» **The problem**: Would you show every line from the records that holds "keeps"?
-------------------------
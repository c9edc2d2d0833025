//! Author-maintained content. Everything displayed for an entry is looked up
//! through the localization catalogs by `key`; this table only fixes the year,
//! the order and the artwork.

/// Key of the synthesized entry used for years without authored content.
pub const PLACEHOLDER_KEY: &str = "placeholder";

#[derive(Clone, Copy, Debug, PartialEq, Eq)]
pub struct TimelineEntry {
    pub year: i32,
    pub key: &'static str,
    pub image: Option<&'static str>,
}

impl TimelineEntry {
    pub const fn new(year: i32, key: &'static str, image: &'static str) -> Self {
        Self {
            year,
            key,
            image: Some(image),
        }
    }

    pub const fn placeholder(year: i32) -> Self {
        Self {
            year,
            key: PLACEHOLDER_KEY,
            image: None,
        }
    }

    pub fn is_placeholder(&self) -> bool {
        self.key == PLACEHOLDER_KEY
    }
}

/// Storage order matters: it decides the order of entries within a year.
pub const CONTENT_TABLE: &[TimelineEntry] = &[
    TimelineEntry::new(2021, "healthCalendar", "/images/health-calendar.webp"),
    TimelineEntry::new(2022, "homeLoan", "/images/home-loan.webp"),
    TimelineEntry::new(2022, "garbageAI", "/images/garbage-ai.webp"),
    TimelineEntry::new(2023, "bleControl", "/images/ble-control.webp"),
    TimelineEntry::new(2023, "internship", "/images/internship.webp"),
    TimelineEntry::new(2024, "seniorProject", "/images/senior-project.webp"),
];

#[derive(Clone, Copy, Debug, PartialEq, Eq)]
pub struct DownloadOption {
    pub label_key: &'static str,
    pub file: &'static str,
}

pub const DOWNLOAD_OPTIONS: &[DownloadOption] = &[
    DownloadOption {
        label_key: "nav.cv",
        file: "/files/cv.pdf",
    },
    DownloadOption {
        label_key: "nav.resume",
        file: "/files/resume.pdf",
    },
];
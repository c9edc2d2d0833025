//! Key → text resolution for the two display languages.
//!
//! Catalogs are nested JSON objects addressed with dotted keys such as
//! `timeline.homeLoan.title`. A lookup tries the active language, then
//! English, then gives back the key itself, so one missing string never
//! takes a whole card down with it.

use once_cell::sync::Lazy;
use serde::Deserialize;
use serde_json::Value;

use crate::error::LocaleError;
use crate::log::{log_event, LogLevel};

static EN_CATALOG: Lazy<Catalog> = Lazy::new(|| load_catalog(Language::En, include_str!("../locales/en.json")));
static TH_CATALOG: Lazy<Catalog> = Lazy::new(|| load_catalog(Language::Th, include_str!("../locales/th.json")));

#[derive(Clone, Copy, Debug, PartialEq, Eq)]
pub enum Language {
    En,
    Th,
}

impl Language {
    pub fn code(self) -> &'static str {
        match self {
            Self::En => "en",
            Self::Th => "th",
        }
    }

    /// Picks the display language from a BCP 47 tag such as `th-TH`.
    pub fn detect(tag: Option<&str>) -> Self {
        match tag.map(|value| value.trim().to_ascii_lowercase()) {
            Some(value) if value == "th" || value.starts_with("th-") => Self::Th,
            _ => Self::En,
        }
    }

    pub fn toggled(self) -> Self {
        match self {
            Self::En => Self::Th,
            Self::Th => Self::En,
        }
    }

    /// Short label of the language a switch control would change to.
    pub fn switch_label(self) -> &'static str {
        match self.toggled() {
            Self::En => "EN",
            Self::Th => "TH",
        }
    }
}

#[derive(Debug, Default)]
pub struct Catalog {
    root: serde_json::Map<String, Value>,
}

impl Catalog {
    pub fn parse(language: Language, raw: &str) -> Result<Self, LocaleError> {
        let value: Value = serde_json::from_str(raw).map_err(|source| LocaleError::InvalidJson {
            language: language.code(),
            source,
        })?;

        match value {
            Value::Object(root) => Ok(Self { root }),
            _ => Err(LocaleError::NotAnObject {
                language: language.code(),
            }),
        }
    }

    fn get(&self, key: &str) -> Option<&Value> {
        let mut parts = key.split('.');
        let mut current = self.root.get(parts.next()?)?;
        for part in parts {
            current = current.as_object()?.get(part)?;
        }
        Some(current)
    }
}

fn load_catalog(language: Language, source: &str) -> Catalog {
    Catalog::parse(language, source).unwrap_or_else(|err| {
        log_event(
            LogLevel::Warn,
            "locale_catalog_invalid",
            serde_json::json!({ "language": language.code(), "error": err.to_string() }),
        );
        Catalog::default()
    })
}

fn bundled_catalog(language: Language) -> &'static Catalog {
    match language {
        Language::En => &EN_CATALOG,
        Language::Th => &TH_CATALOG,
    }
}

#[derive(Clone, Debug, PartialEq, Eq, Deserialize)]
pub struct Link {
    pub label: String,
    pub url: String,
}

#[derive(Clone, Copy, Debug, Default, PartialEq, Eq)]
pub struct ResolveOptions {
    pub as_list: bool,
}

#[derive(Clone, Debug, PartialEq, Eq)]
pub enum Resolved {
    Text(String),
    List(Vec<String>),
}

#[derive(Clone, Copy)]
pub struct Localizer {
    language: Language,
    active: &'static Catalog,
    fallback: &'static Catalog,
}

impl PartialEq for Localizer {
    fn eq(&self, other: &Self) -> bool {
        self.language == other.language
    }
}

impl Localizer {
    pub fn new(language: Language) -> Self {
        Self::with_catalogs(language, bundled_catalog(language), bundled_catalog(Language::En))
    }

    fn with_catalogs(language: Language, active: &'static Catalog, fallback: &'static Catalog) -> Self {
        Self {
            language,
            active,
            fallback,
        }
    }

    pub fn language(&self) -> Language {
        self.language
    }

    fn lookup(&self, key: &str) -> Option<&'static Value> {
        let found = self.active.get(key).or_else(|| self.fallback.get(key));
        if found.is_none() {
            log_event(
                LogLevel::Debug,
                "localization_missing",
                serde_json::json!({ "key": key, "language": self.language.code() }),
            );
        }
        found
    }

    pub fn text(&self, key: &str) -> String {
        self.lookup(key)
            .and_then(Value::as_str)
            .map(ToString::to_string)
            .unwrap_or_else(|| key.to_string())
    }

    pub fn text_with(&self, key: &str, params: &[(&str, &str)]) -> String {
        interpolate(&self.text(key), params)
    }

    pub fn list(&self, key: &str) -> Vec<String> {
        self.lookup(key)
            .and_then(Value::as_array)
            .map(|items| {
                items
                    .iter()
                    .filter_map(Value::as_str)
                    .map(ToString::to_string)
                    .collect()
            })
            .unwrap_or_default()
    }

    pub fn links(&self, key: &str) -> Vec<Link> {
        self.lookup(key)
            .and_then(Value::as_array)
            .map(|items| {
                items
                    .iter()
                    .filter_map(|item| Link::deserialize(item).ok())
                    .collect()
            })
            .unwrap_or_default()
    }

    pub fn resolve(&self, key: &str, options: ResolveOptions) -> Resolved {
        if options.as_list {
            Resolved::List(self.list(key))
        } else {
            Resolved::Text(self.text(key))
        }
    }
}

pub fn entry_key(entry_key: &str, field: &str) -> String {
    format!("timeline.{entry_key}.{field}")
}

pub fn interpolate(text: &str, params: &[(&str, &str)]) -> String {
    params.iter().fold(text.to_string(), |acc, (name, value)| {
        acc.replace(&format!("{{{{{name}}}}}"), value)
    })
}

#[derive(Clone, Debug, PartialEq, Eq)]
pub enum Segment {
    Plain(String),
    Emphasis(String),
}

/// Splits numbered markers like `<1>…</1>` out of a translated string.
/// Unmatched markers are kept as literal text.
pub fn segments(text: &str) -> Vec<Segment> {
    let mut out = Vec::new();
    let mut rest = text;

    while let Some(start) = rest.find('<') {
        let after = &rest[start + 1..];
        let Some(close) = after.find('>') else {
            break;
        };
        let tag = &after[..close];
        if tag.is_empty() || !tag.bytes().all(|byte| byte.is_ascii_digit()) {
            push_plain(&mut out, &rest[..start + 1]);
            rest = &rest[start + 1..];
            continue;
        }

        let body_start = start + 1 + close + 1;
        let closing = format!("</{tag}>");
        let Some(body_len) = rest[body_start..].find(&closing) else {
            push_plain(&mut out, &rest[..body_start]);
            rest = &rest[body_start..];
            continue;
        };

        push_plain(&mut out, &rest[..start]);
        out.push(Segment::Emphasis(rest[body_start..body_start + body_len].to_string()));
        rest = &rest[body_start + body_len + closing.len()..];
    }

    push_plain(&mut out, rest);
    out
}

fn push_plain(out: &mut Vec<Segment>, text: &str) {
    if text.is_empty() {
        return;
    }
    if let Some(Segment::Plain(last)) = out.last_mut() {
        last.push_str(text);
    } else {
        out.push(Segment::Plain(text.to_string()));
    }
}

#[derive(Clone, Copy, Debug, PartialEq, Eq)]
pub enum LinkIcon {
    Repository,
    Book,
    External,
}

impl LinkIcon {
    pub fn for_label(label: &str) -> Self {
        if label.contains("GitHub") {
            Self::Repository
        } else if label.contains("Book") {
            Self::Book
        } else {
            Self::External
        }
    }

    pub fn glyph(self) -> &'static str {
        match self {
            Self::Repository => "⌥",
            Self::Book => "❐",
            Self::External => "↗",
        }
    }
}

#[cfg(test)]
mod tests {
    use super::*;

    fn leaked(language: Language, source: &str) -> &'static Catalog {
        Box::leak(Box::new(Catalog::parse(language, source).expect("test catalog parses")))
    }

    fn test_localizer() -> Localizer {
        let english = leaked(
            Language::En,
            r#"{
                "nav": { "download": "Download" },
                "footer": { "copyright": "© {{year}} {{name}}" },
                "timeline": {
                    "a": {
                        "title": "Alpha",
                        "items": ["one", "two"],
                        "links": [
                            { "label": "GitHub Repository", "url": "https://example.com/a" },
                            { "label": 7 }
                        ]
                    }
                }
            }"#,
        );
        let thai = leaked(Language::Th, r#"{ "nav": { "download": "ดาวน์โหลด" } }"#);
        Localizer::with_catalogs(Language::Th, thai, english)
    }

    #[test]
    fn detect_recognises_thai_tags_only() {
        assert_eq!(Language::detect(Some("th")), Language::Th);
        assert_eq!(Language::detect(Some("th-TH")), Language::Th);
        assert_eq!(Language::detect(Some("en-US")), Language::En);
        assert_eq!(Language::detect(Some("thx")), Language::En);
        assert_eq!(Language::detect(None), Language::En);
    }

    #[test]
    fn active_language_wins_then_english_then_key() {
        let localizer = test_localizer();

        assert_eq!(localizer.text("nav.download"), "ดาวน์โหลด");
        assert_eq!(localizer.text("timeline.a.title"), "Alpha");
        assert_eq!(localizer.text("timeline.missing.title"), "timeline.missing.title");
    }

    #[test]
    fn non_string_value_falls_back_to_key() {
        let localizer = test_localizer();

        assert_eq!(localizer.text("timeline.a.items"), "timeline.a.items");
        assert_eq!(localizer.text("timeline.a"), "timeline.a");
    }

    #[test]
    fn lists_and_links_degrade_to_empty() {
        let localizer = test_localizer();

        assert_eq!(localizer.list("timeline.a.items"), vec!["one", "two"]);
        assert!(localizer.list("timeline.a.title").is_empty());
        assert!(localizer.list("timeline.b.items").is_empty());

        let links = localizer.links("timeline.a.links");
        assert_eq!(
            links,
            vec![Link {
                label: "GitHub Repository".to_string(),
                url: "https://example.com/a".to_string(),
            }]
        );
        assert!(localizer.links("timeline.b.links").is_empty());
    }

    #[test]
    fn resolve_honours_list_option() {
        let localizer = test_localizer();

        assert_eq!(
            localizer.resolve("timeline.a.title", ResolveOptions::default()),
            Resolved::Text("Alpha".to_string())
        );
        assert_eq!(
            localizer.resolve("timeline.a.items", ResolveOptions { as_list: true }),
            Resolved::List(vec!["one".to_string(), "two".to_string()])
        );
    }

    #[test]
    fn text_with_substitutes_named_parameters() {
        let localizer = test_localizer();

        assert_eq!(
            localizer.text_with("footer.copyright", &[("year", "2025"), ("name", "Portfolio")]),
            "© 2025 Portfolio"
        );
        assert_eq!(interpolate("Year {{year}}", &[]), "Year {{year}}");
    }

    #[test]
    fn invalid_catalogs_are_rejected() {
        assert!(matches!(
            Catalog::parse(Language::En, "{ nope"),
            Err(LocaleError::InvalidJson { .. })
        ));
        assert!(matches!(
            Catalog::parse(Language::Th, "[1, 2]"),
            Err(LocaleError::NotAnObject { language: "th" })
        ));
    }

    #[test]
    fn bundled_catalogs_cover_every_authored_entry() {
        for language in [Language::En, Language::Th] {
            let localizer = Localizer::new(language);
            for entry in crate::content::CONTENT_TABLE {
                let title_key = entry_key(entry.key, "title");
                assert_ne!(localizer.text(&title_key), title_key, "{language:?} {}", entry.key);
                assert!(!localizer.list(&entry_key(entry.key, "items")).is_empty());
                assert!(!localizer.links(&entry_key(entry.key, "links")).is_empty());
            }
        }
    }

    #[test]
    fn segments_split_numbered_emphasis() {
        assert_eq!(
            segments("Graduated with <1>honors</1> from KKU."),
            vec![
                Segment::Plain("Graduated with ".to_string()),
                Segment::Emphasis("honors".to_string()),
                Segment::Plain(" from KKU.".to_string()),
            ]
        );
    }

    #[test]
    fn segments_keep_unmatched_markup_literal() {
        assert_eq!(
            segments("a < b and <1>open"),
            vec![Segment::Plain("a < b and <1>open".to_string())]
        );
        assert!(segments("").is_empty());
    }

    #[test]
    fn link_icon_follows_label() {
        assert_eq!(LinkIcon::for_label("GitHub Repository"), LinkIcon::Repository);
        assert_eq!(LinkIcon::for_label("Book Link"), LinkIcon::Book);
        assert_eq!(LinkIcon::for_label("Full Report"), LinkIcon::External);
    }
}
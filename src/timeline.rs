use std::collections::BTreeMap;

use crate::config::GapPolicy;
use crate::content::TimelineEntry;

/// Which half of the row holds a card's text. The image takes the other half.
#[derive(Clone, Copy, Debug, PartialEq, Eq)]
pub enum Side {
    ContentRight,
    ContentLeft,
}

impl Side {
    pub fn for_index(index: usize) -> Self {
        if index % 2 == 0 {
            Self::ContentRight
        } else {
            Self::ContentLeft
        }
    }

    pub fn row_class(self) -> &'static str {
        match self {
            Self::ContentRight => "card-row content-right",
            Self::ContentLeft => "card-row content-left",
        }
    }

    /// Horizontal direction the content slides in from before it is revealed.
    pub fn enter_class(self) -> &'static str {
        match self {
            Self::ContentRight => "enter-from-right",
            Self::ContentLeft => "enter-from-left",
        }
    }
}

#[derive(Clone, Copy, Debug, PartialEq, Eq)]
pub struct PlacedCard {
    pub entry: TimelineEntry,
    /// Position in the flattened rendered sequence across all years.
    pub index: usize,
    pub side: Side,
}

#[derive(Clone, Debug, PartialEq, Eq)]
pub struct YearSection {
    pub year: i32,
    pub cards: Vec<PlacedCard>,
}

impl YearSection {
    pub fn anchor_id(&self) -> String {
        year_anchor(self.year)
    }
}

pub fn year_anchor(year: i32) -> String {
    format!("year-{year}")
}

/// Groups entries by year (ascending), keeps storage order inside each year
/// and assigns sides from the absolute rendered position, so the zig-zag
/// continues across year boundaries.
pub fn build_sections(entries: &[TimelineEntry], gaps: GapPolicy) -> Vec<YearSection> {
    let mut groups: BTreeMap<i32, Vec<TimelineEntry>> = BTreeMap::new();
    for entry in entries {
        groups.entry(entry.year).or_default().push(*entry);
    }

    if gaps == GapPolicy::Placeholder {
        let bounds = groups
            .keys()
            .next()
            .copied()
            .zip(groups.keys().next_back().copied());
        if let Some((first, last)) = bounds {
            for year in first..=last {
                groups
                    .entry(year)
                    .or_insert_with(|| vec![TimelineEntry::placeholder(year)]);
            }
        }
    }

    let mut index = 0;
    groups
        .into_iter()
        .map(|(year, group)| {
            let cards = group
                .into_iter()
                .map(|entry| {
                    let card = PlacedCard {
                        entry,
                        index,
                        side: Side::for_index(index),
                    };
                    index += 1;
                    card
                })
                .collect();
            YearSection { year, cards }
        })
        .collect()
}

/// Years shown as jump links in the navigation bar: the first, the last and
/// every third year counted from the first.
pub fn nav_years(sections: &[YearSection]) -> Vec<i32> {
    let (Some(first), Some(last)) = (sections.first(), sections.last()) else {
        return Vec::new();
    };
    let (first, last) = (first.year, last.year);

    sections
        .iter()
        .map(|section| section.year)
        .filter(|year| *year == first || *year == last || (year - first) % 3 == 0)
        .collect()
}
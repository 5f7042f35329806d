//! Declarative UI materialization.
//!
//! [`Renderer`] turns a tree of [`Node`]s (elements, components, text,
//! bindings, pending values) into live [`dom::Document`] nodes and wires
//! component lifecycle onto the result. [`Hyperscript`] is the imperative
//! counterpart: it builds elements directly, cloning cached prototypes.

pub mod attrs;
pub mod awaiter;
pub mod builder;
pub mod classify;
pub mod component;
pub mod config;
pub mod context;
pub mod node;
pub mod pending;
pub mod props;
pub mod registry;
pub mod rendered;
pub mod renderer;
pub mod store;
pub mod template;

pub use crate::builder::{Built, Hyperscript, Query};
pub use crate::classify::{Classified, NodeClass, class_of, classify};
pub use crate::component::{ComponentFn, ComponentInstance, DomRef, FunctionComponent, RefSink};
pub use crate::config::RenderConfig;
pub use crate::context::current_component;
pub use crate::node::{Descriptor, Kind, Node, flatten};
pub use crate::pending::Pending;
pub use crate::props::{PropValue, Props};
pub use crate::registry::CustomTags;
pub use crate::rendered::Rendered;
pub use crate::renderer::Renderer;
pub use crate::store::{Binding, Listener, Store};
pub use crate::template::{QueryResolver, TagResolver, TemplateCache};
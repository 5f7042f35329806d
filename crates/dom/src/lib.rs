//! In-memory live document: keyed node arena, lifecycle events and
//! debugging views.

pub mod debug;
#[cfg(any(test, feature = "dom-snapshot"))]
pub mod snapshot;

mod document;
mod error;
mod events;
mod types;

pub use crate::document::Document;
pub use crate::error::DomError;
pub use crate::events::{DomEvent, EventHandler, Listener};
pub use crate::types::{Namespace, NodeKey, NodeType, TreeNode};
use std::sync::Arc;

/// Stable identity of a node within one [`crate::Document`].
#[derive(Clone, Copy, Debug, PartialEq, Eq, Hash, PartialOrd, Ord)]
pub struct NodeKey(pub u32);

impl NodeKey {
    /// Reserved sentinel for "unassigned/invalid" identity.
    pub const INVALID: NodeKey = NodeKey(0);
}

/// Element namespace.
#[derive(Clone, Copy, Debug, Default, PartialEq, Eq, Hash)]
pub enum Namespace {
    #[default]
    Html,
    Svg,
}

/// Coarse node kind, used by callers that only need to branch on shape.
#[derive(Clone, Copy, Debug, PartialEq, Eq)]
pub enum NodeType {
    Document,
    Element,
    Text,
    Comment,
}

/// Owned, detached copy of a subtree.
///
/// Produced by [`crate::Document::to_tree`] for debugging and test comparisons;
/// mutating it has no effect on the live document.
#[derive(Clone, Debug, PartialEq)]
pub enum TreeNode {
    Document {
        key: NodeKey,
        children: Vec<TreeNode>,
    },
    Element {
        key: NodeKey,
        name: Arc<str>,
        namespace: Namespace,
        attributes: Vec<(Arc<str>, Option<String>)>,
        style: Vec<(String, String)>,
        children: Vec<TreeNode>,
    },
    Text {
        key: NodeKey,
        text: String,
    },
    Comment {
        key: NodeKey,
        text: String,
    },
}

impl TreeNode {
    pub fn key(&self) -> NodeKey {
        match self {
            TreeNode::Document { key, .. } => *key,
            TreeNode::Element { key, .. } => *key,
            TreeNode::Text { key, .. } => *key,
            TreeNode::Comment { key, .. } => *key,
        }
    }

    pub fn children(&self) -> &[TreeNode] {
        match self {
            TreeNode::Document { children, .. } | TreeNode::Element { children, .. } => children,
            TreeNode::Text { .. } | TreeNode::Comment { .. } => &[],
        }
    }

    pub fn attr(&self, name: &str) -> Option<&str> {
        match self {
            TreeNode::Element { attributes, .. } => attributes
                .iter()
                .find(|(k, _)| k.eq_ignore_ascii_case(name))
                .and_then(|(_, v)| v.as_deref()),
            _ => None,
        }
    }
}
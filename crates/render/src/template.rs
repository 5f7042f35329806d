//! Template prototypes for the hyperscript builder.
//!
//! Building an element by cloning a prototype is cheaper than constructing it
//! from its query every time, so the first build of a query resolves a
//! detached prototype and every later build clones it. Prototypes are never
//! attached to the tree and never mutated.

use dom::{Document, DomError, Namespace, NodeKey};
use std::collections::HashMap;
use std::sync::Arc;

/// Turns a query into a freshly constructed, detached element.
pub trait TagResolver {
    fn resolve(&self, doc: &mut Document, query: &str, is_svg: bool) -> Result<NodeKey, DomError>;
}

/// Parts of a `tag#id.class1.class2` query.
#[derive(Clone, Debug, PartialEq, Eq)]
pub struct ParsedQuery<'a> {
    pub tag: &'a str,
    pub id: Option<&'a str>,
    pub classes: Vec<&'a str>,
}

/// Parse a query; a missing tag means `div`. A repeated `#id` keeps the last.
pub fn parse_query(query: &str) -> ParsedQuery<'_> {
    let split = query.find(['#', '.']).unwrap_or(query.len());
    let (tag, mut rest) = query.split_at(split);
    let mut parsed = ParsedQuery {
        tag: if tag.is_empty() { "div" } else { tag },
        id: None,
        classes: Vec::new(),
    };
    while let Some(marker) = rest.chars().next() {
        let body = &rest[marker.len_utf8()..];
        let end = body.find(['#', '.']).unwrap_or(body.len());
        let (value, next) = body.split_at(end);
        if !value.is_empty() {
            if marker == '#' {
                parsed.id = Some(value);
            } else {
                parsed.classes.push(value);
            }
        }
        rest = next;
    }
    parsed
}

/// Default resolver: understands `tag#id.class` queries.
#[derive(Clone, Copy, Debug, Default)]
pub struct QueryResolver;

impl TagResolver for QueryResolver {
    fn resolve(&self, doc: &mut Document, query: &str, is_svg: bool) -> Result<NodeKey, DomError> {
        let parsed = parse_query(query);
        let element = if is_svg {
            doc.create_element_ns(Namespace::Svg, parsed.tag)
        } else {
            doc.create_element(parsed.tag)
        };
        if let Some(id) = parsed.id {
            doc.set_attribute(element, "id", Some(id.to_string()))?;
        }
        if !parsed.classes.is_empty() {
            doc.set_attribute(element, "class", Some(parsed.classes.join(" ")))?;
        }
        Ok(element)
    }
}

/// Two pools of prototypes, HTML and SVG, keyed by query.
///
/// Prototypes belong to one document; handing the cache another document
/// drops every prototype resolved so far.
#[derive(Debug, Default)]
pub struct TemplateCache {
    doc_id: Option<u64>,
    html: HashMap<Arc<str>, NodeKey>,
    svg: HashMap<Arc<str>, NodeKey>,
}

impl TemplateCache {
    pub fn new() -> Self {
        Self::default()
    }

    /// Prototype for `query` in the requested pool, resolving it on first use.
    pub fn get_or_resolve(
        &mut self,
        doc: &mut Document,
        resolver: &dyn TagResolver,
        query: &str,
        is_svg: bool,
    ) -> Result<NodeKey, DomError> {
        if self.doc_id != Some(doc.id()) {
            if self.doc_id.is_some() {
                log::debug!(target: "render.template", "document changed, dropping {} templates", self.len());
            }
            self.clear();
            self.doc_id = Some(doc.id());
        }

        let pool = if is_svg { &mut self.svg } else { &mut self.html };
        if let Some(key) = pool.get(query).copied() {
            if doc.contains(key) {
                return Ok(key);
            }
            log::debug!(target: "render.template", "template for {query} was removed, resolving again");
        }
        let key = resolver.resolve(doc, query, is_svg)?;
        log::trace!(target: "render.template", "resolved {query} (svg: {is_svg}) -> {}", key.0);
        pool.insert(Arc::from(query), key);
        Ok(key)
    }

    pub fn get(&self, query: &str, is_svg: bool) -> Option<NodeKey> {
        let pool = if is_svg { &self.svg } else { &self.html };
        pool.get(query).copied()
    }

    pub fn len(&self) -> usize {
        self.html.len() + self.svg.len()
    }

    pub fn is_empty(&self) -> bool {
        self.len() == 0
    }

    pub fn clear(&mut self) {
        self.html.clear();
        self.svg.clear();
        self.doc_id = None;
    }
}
-------------------------
» **Result for this task**:
/// Groups entries by year (ascending), keeps storage order inside each year
/// Parse a query; a missing tag means `div`. A repeated `#id` keeps the last.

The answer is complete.